Collected data entries:

********

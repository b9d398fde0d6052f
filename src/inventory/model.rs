use super::error::{InventoryError, Result};
use crate::types::VarsMap;
use indexmap::IndexMap;
use serde::{Deserialize, Serialize};
use std::collections::HashMap;

/// Group name that would be ambiguous with a group's own `hosts` key.
pub const RESERVED_GROUP: &str = "hosts";

#[derive(Debug, Clone, Default, PartialEq, Serialize, Deserialize)]
pub struct Group {
    #[serde(default)]
    pub hosts: Vec<String>,
    #[serde(default)]
    pub vars: VarsMap,
}

/// Groups in declaration order plus per-host vars.
#[derive(Debug, Clone, Default, PartialEq, Serialize)]
pub struct Inventory {
    pub groups: IndexMap<String, Group>,
    pub hostvars: HashMap<String, VarsMap>,
}

#[derive(Debug, Deserialize)]
struct RawInventory {
    groups: Option<IndexMap<String, Option<RawGroup>>>,
    #[serde(default)]
    hostvars: Option<HashMap<String, Option<VarsMap>>>,
}

#[derive(Debug, Deserialize)]
struct RawGroup {
    hosts: Option<Vec<String>>,
    vars: Option<VarsMap>,
}

impl Inventory {
    /// Parse and validate inventory YAML.
    pub fn from_yaml(content: &str) -> Result<Self> {
        let raw: RawInventory =
            serde_yaml::from_str(content).map_err(|e| InventoryError::InvalidYaml {
                reason: e.to_string(),
            })?;

        let raw_groups = raw.groups.ok_or(InventoryError::MissingGroups)?;
        let mut groups = IndexMap::with_capacity(raw_groups.len());
        for (name, group) in raw_groups {
            if name == RESERVED_GROUP {
                return Err(InventoryError::ReservedGroup { name });
            }
            let group = group.unwrap_or(RawGroup {
                hosts: None,
                vars: None,
            });
            let hosts = match group.hosts {
                Some(hosts) if !hosts.is_empty() => hosts,
                _ => return Err(InventoryError::MissingHosts { group: name }),
            };
            groups.insert(
                name,
                Group {
                    hosts,
                    vars: group.vars.unwrap_or_default(),
                },
            );
        }

        let hostvars = raw
            .hostvars
            .unwrap_or_default()
            .into_iter()
            .map(|(host, vars)| (host, vars.unwrap_or_default()))
            .collect();

        Ok(Self { groups, hostvars })
    }

    /// Keep only the named groups, in declaration order.
    pub fn for_groups(&self, selectors: &[String]) -> Result<Self> {
        if let Some(unknown) = selectors.iter().find(|s| !self.groups.contains_key(*s)) {
            return Err(InventoryError::UnknownGroup {
                group: unknown.clone(),
            });
        }

        let groups: IndexMap<String, Group> = self
            .groups
            .iter()
            .filter(|(name, _)| selectors.contains(*name))
            .map(|(name, group)| (name.clone(), group.clone()))
            .collect();

        let filtered = Self {
            hostvars: HashMap::new(),
            groups,
        };
        let hostvars = filtered
            .hostnames()
            .into_iter()
            .filter_map(|host| self.hostvars.get(&host).map(|v| (host, v.clone())))
            .collect();

        Ok(Self {
            hostvars,
            ..filtered
        })
    }

    /// Every host once, in the order first seen.
    pub fn hostnames(&self) -> Vec<String> {
        let mut seen = Vec::new();
        for group in self.groups.values() {
            for host in &group.hosts {
                if !seen.contains(host) {
                    seen.push(host.clone());
                }
            }
        }
        seen
    }

    /// Groups containing `host`, in declaration order.
    pub fn groups_of<'a>(&'a self, host: &'a str) -> impl Iterator<Item = (&'a String, &'a Group)> {
        self.groups
            .iter()
            .filter(move |(_, group)| group.hosts.iter().any(|h| h == host))
    }
}
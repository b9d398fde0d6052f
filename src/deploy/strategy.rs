use super::{RollingDeploy, StandardDeploy};
use crate::engine::TaskEngine;
use crate::error::{ErrorKind, HenchmanError};
use crate::fields;
use crate::inventory::Machine;
use crate::plan::Plan;
use clap::ValueEnum;
use serde::{Deserialize, Serialize};
use std::fmt;
use std::sync::Arc;
use tokio::sync::mpsc;
use tokio::task::JoinError;
use tracing::error;

/// A scheduling discipline over machines.
///
/// The returned channel yields every terminal error and closes once the
/// whole run is over.
pub trait DeployStrategy: Send + Sync {
    fn execute(
        &self,
        machines: Vec<Machine>,
        plan: Arc<Plan>,
        engine: Arc<TaskEngine>,
    ) -> mpsc::Receiver<HenchmanError>;
}

/// The error a finished machine worker reports, if any. A worker that
/// panicked or was cancelled still yields exactly one error for its host.
pub(crate) fn worker_outcome(
    host: &str,
    joined: Result<crate::error::Result<()>, JoinError>,
) -> Option<HenchmanError> {
    match joined {
        Ok(Ok(())) => None,
        Ok(Err(err)) => Some(err),
        Err(join_err) => {
            error!(host = %host, error = %join_err, "Machine worker died");
            Some(HenchmanError::from_error(
                ErrorKind::Internal,
                join_err,
                fields! { "host" => host },
                "machine worker died",
            ))
        }
    }
}

#[derive(Debug, Clone, Copy, PartialEq, Eq, Default, ValueEnum, Serialize, Deserialize)]
#[serde(rename_all = "lowercase")]
pub enum Strategy {
    /// All machines in parallel, each independent of the others.
    #[default]
    Standard,
    /// One machine at a time, halting at the first failure.
    Rolling,
}

impl Strategy {
    pub fn deployer(&self) -> Box<dyn DeployStrategy> {
        match self {
            Strategy::Standard => Box::new(StandardDeploy::new()),
            Strategy::Rolling => Box::new(RollingDeploy::new()),
        }
    }
}

impl fmt::Display for Strategy {
    fn fmt(&self, f: &mut fmt::Formatter<'_>) -> fmt::Result {
        match self {
            Strategy::Standard => write!(f, "standard"),
            Strategy::Rolling => write!(f, "rolling"),
        }
    }
}
//! Source side of the SCP sink protocol, driven over any byte stream.

use super::{DestKind, Result, TransportError};
use std::fs::{self, File};
use std::io::{self, Read, Write};
use std::path::Path;

const DEFAULT_FILE_MODE: u32 = 0o644;
const DEFAULT_DIR_MODE: u32 = 0o755;

/// Remote command that receives an upload for `dst`.
pub fn sink_command(dst: &str, kind: DestKind) -> String {
    match kind {
        DestKind::File => format!("scp -t {dst}"),
        DestKind::Dir => format!("mkdir -p {dst} && cd {dst} && scp -qrt ./"),
    }
}

pub fn file_header(mode: u32, len: u64, name: &str) -> String {
    format!("C{:04o} {} {}\n", mode & 0o7777, len, name)
}

pub fn dir_header(mode: u32, name: &str) -> String {
    format!("D{:04o} 0 {}\n", mode & 0o7777, name)
}

pub const END_DIR: &[u8] = b"E\n";

/// Push `src` through an already started sink, named `name` on the far side.
pub fn send<S: Read + Write>(stream: &mut S, src: &Path, name: &str, dest: &str) -> Result<()> {
    read_ack(stream, dest)?;
    if src.is_dir() {
        send_dir(stream, src, name, dest)
    } else {
        send_file(stream, src, name, dest)
    }
}

fn send_file<S: Read + Write>(stream: &mut S, src: &Path, name: &str, dest: &str) -> Result<()> {
    let metadata = fs::metadata(src)?;
    let header = file_header(mode_of(&metadata, DEFAULT_FILE_MODE), metadata.len(), name);
    stream.write_all(header.as_bytes())?;
    read_ack(stream, dest)?;

    let mut file = File::open(src)?;
    io::copy(&mut file, stream)?;
    stream.write_all(&[0])?;
    stream.flush()?;
    read_ack(stream, dest)
}

fn send_dir<S: Read + Write>(stream: &mut S, src: &Path, name: &str, dest: &str) -> Result<()> {
    let metadata = fs::metadata(src)?;
    stream.write_all(dir_header(mode_of(&metadata, DEFAULT_DIR_MODE), name).as_bytes())?;
    read_ack(stream, dest)?;

    let mut entries = fs::read_dir(src)?.collect::<io::Result<Vec<_>>>()?;
    entries.sort_by_key(|e| e.file_name());
    for entry in entries {
        let child_name = entry.file_name().to_string_lossy().to_string();
        let path = entry.path();
        if path.is_dir() {
            send_dir(stream, &path, &child_name, dest)?;
        } else {
            send_file(stream, &path, &child_name, dest)?;
        }
    }

    stream.write_all(END_DIR)?;
    stream.flush()?;
    read_ack(stream, dest)
}

/// Read one status byte. `1` and `2` carry a message line.
fn read_ack<R: Read>(reader: &mut R, dest: &str) -> Result<()> {
    let mut code = [0u8; 1];
    if reader.read(&mut code)? == 0 {
        return Err(TransportError::Transfer {
            dest: dest.to_string(),
            reason: "remote scp closed the stream".to_string(),
        });
    }
    if code[0] == 0 {
        return Ok(());
    }

    let mut message = Vec::new();
    let mut byte = [0u8; 1];
    while reader.read(&mut byte)? == 1 && byte[0] != b'\n' {
        message.push(byte[0]);
    }
    Err(TransportError::Transfer {
        dest: dest.to_string(),
        reason: String::from_utf8_lossy(&message).trim().to_string(),
    })
}

#[cfg(unix)]
fn mode_of(metadata: &fs::Metadata, _default: u32) -> u32 {
    use std::os::unix::fs::PermissionsExt;
    metadata.permissions().mode()
}

#[cfg(not(unix))]
fn mode_of(_metadata: &fs::Metadata, default: u32) -> u32 {
    default
}
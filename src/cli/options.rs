use crate::config::DEFAULT_CONFIG_FILE;
use crate::deploy::Strategy;
use clap::{Args, Parser, Subcommand};
use std::path::PathBuf;

/// Agentless configuration management over SSH
#[derive(Parser)]
#[command(name = "henchman")]
#[command(about = "Run declarative plans against an inventory of hosts over SSH")]
#[command(version = env!("CARGO_PKG_VERSION"))]
pub struct HenchmanCli {
    #[command(subcommand)]
    pub command: Commands,
}

#[derive(Subcommand)]
pub enum Commands {
    /// Execute a plan against the hosts it selects
    Exec(ExecArgs),
}

#[derive(Args, Debug, Clone)]
pub struct ExecArgs {
    /// Plan file
    pub plan: PathBuf,

    /// Inventory file
    #[arg(short, long, default_value = "hosts")]
    pub inventory: PathBuf,

    /// Extra module directory, searched after ./modules
    #[arg(long, env = "HENCHMAN_MODULES")]
    pub modules: Option<PathBuf>,

    /// Remote user
    #[arg(short, long, env = "USER")]
    pub user: Option<String>,

    /// SSH private key
    #[arg(long)]
    pub keyfile: Option<PathBuf>,

    /// SSH password, preferred over the key when given
    #[arg(long)]
    pub password: Option<String>,

    /// Record debug events in the log and print module output
    #[arg(long)]
    pub debug: bool,

    /// Remove the remote working directory after the run
    #[arg(long)]
    pub cleanup: bool,

    /// Configuration file
    #[arg(long, default_value = DEFAULT_CONFIG_FILE)]
    pub configuration: PathBuf,

    /// Deployment strategy
    #[arg(long, value_enum, default_value_t = Strategy::Standard)]
    pub strategy: Strategy,

    /// Print the preprocessed plan and selected machines without running anything
    #[arg(long)]
    pub dry_run: bool,
}

#[cfg(test)]
mod tests {
    use super::*;

    #[test]
    fn test_exec_defaults() {
        let cli = HenchmanCli::try_parse_from(["henchman", "exec", "plan.yaml"]).unwrap();
        let Commands::Exec(args) = cli.command;
        assert_eq!(args.plan, PathBuf::from("plan.yaml"));
        assert_eq!(args.inventory, PathBuf::from("hosts"));
        assert_eq!(args.strategy, Strategy::Standard);
        assert_eq!(args.configuration, PathBuf::from("conf.yaml"));
        assert!(!args.dry_run);
    }

    #[test]
    fn test_exec_flags() {
        let cli = HenchmanCli::try_parse_from([
            "henchman",
            "exec",
            "plan.yaml",
            "--inventory",
            "inv.yaml",
            "--strategy",
            "rolling",
            "--user",
            "deploy",
            "--cleanup",
            "--debug",
        ])
        .unwrap();
        let Commands::Exec(args) = cli.command;
        assert_eq!(args.inventory, PathBuf::from("inv.yaml"));
        assert_eq!(args.strategy, Strategy::Rolling);
        assert_eq!(args.user.as_deref(), Some("deploy"));
        assert!(args.cleanup && args.debug);
    }
}
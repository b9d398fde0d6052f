use crate::modules::ModuleError;
use thiserror::Error;

#[derive(Debug, Error)]
pub enum PlanError {
    #[error("Failed to read plan file {path}: {source}")]
    Read {
        path: String,
        #[source]
        source: std::io::Error,
    },

    #[error("Invalid YAML format in {path}: {reason}")]
    InvalidYaml { path: String, reason: String },

    #[error("Invalid task '{task}': {reason}")]
    InvalidTask { task: String, reason: String },

    #[error("Invalid module for task '{task}': {source}")]
    Module {
        task: String,
        #[source]
        source: ModuleError,
    },

    #[error("Task '{task}' cannot register into '{name}': {reason}")]
    InvalidRegister {
        task: String,
        name: String,
        reason: String,
    },

    #[error("Invalid include '{path}': {reason}")]
    InvalidInclude { path: String, reason: String },

    #[error("Include depth exceeded {max} while loading {path}")]
    IncludeDepthExceeded { path: String, max: usize },

    #[error("Invalid vars include: {reason}")]
    InvalidVarsInclude { reason: String },
}

pub type Result<T> = std::result::Result<T, PlanError>;

impl From<PlanError> for crate::error::HenchmanError {
    fn from(err: PlanError) -> Self {
        use crate::error::{ErrorKind, Fields, HenchmanError};
        let kind = match err {
            PlanError::IncludeDepthExceeded { .. } => ErrorKind::Internal,
            PlanError::Module { .. } | PlanError::InvalidRegister { .. } => ErrorKind::Validation,
            _ => ErrorKind::Config,
        };
        HenchmanError::from_error(kind, err, Fields::new(), "")
    }
}
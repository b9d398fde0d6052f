use std::path::PathBuf;
use thiserror::Error;

#[derive(Debug, Error)]
pub enum ConfigError {
    #[error("Failed to read configuration {path}: {source}")]
    Read {
        path: PathBuf,
        #[source]
        source: std::io::Error,
    },

    #[error("Invalid configuration {path}: {reason}")]
    InvalidYaml { path: PathBuf, reason: String },

    #[error("Cannot determine a home directory for the default log path")]
    NoHomeDir,
}

pub type Result<T> = std::result::Result<T, ConfigError>;

impl From<ConfigError> for crate::error::HenchmanError {
    fn from(err: ConfigError) -> Self {
        use crate::error::{ErrorKind, Fields, HenchmanError};
        HenchmanError::from_error(ErrorKind::Config, err, Fields::new(), "")
    }
}
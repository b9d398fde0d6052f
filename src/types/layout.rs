/// Remote working directory holding uploaded modules and payload files.
pub const REMOTE_DIR: &str = "${HOME}/.henchman/";

/// Prefix marking vars that configure the transport instead of templates.
pub const HENCHMAN_PREFIX: &str = "henchman_";

/// Default module search directory, relative to the working directory.
pub const DEFAULT_MODULES_DIR: &str = "modules";

/// Join a remote directory and a file name without doubling separators.
pub fn remote_path(dir: &str, name: &str) -> String {
    if dir.ends_with('/') {
        format!("{dir}{name}")
    } else {
        format!("{dir}/{name}")
    }
}

/// Command removing the remote working directory.
pub fn cleanup_command() -> String {
    format!("rm -rf {}", REMOTE_DIR.trim_end_matches('/'))
}

#[cfg(test)]
mod tests {
    use super::*;

    #[test]
    fn test_remote_path_joins_once() {
        assert_eq!(remote_path(REMOTE_DIR, "shell"), "${HOME}/.henchman/shell");
        assert_eq!(remote_path("/home/u/.henchman", "shell"), "/home/u/.henchman/shell");
    }

    #[test]
    fn test_cleanup_command() {
        assert_eq!(cleanup_command(), "rm -rf ${HOME}/.henchman");
    }
}
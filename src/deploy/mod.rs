//! Scheduling a plan over machines.

pub mod merge;
pub mod rolling;
pub mod runner;
pub mod standard;
pub mod strategy;

pub use merge::merge_errors;
pub use rolling::RollingDeploy;
pub use runner::*;
pub use standard::StandardDeploy;
pub use strategy::*;
use thiserror::Error;

/// Errors that can occur while resolving or preparing a module
#[derive(Error, Debug)]
pub enum ModuleError {
    #[error("Module not found: {name} (searched: {searched:?})")]
    ModuleNotFound { name: String, searched: Vec<String> },

    #[error("Invalid module name: '{name}'")]
    InvalidName { name: String },

    #[error("Module args are invalid: {args}")]
    InvalidArgs { args: String },

    #[error("Module {module} requires parameter '{param}'")]
    MissingParam { module: String, param: String },

    #[error("Failed to stage {path} for module {module}: {reason}")]
    Staging {
        module: String,
        path: String,
        reason: String,
    },

    #[error("IO error: {0}")]
    Io(#[from] std::io::Error),

    #[error("Serialization error: {0}")]
    Serialization(#[from] serde_json::Error),
}

pub type Result<T> = std::result::Result<T, ModuleError>;

impl From<ModuleError> for crate::error::HenchmanError {
    fn from(err: ModuleError) -> Self {
        use crate::error::{ErrorKind, Fields, HenchmanError};
        let kind = match err {
            ModuleError::ModuleNotFound { .. }
            | ModuleError::InvalidName { .. }
            | ModuleError::InvalidArgs { .. }
            | ModuleError::MissingParam { .. } => ErrorKind::Validation,
            ModuleError::Staging { .. } | ModuleError::Io(_) => ErrorKind::Config,
            ModuleError::Serialization(_) => ErrorKind::Internal,
        };
        HenchmanError::from_error(kind, err, Fields::new(), "")
    }
}
use crate::error::{ErrorKind, Fields, HenchmanError};
use crate::types::{
    is_henchman_var, is_reserved_var, is_valid_identifier, merge_vars, RegisterMap, VarsMap,
};
use serde_json::Value;
use thiserror::Error;

/// Key under which the merged vars mapping is exposed to templates.
pub const VARS_KEY: &str = "vars";
pub const ITEM_KEY: &str = "item";
pub const HOSTNAME_KEY: &str = "current_hostname";

#[derive(Debug, Error, Clone, PartialEq)]
pub enum VarsError {
    #[error("'{key}' is a reserved keyword and cannot be used as a variable name")]
    Keyword { key: String },

    #[error("'{key}' is not a valid variable name")]
    NotValidVariable { key: String },
}

impl From<VarsError> for HenchmanError {
    fn from(err: VarsError) -> Self {
        HenchmanError::from_error(ErrorKind::Validation, err, Fields::new(), "")
    }
}

/// Merge scopes left to right (later wins), dropping `henchman_*` keys, and
/// validate every remaining name.
pub fn compose_vars(scopes: &[&VarsMap]) -> Result<VarsMap, VarsError> {
    let mut vars = VarsMap::new();
    for scope in scopes {
        merge_vars(&mut vars, scope, true);
    }
    vars.retain(|key, _| !is_henchman_var(key));

    // Sorted so the reported key does not depend on hash order.
    let mut keys: Vec<&String> = vars.keys().collect();
    keys.sort();
    for key in keys {
        if is_reserved_var(key) {
            return Err(VarsError::Keyword { key: key.clone() });
        }
        if !is_valid_identifier(key) {
            return Err(VarsError::NotValidVariable { key: key.clone() });
        }
    }

    Ok(vars)
}

/// Flat rendering context: vars, then `vars`, `current_hostname`, `item`,
/// then registered results on top.
pub fn build_context(
    vars: &VarsMap,
    registers: &RegisterMap,
    hostname: &str,
    item: Option<&Value>,
) -> VarsMap {
    let mut ctx = vars.clone();
    ctx.insert(
        VARS_KEY.to_string(),
        Value::Object(vars.iter().map(|(k, v)| (k.clone(), v.clone())).collect()),
    );
    ctx.insert(HOSTNAME_KEY.to_string(), Value::String(hostname.to_string()));
    if let Some(item) = item {
        ctx.insert(ITEM_KEY.to_string(), item.clone());
    }
    merge_vars(&mut ctx, registers, true);
    ctx
}

#[cfg(test)]
mod tests {
    use super::*;
    use serde_json::json;

    fn map(pairs: &[(&str, Value)]) -> VarsMap {
        pairs
            .iter()
            .map(|(k, v)| (k.to_string(), v.clone()))
            .collect()
    }

    #[test]
    fn test_precedence_plan_machine_task() {
        let plan = map(&[("a", json!("plan")), ("b", json!("plan")), ("c", json!("plan"))]);
        let machine = map(&[("b", json!("machine")), ("c", json!("machine"))]);
        let task = map(&[("c", json!("task"))]);

        let vars = compose_vars(&[&plan, &machine, &task]).unwrap();
        assert_eq!(vars["a"], json!("plan"));
        assert_eq!(vars["b"], json!("machine"));
        assert_eq!(vars["c"], json!("task"));
    }

    #[test]
    fn test_henchman_vars_are_dropped() {
        let machine = map(&[("henchman_username", json!("root")), ("app", json!("x"))]);
        let vars = compose_vars(&[&machine]).unwrap();
        assert!(!vars.contains_key("henchman_username"));

        let ctx = build_context(&vars, &RegisterMap::new(), "web1", None);
        assert!(ctx.keys().all(|k| !k.starts_with("henchman_")));
        assert!(ctx["vars"].get("henchman_username").is_none());
    }

    #[test]
    fn test_reserved_and_invalid_names() {
        let reserved = map(&[("item", json!(1))]);
        assert_eq!(
            compose_vars(&[&reserved]).unwrap_err(),
            VarsError::Keyword { key: "item".into() }
        );

        let invalid = map(&[("1abc", json!(1))]);
        assert_eq!(
            compose_vars(&[&invalid]).unwrap_err(),
            VarsError::NotValidVariable { key: "1abc".into() }
        );
    }

    #[test]
    fn test_context_layers() {
        let vars = map(&[("r", json!("shadowed")), ("x", json!(1))]);
        let mut registers = RegisterMap::new();
        registers.insert("r".to_string(), json!({"status": "ok"}));

        let ctx = build_context(&vars, &registers, "db1", Some(&json!("pkg")));
        assert_eq!(ctx["r"]["status"], json!("ok"));
        assert_eq!(ctx["item"], json!("pkg"));
        assert_eq!(ctx["current_hostname"], json!("db1"));
        assert_eq!(ctx["vars"]["x"], json!(1));
    }
}
use super::strategy::{worker_outcome, DeployStrategy};
use crate::engine::TaskEngine;
use crate::error::HenchmanError;
use crate::inventory::Machine;
use crate::plan::Plan;
use std::sync::Arc;
use tokio::sync::mpsc;
use tracing::warn;

/// Machines strictly one after another on a single worker.
#[derive(Debug, Default)]
pub struct RollingDeploy;

impl RollingDeploy {
    pub fn new() -> Self {
        Self
    }
}

impl DeployStrategy for RollingDeploy {
    fn execute(
        &self,
        machines: Vec<Machine>,
        plan: Arc<Plan>,
        engine: Arc<TaskEngine>,
    ) -> mpsc::Receiver<HenchmanError> {
        let (tx, rx) = mpsc::channel(1);

        tokio::spawn(async move {
            let total = machines.len();
            for (index, machine) in machines.into_iter().enumerate() {
                let host = machine.hostname.clone();
                let plan = Arc::clone(&plan);
                let engine = Arc::clone(&engine);
                let worker =
                    tokio::spawn(async move { engine.run_machine(&plan, &machine).await.map(drop) });

                if let Some(err) = worker_outcome(&host, worker.await) {
                    warn!(
                        host = %host,
                        remaining = total - index - 1,
                        "Rolling deploy halted"
                    );
                    let _ = tx.send(err).await;
                    break;
                }
            }
        });

        rx
    }
}
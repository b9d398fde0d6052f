use super::merge::merge_errors;
use super::strategy::{worker_outcome, DeployStrategy};
use crate::engine::TaskEngine;
use crate::error::HenchmanError;
use crate::inventory::Machine;
use crate::plan::Plan;
use std::sync::Arc;
use tokio::sync::mpsc;
use tracing::debug;

/// One worker per machine, all running concurrently.
#[derive(Debug, Default)]
pub struct StandardDeploy;

impl StandardDeploy {
    pub fn new() -> Self {
        Self
    }
}

impl DeployStrategy for StandardDeploy {
    fn execute(
        &self,
        machines: Vec<Machine>,
        plan: Arc<Plan>,
        engine: Arc<TaskEngine>,
    ) -> mpsc::Receiver<HenchmanError> {
        let mut receivers = Vec::with_capacity(machines.len());

        for machine in machines {
            // A worker emits at most one error before it exits.
            let (tx, rx) = mpsc::channel(1);
            receivers.push(rx);

            let plan = Arc::clone(&plan);
            let engine = Arc::clone(&engine);
            let host = machine.hostname.clone();
            let worker = tokio::spawn(async move {
                debug!(host = %machine.hostname, "Worker started");
                engine.run_machine(&plan, &machine).await.map(drop)
            });

            tokio::spawn(async move {
                if let Some(err) = worker_outcome(&host, worker.await) {
                    let _ = tx.send(err).await;
                }
            });
        }

        merge_errors(receivers)
    }
}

********

*WORK TASK:* Taking the entries from their first line through the line with "use std::collections::HashMap;", inclusive, restate each line word for word and give nothing else.

*WRITTEN ANSWER:*
repository b9d398fde0d6052f
filename src/inventory/model.rs
use super::error::{InventoryError, Result};
use crate::types::VarsMap;
use indexmap::IndexMap;
use serde::{Deserialize, Serialize};
use std::collections::HashMap;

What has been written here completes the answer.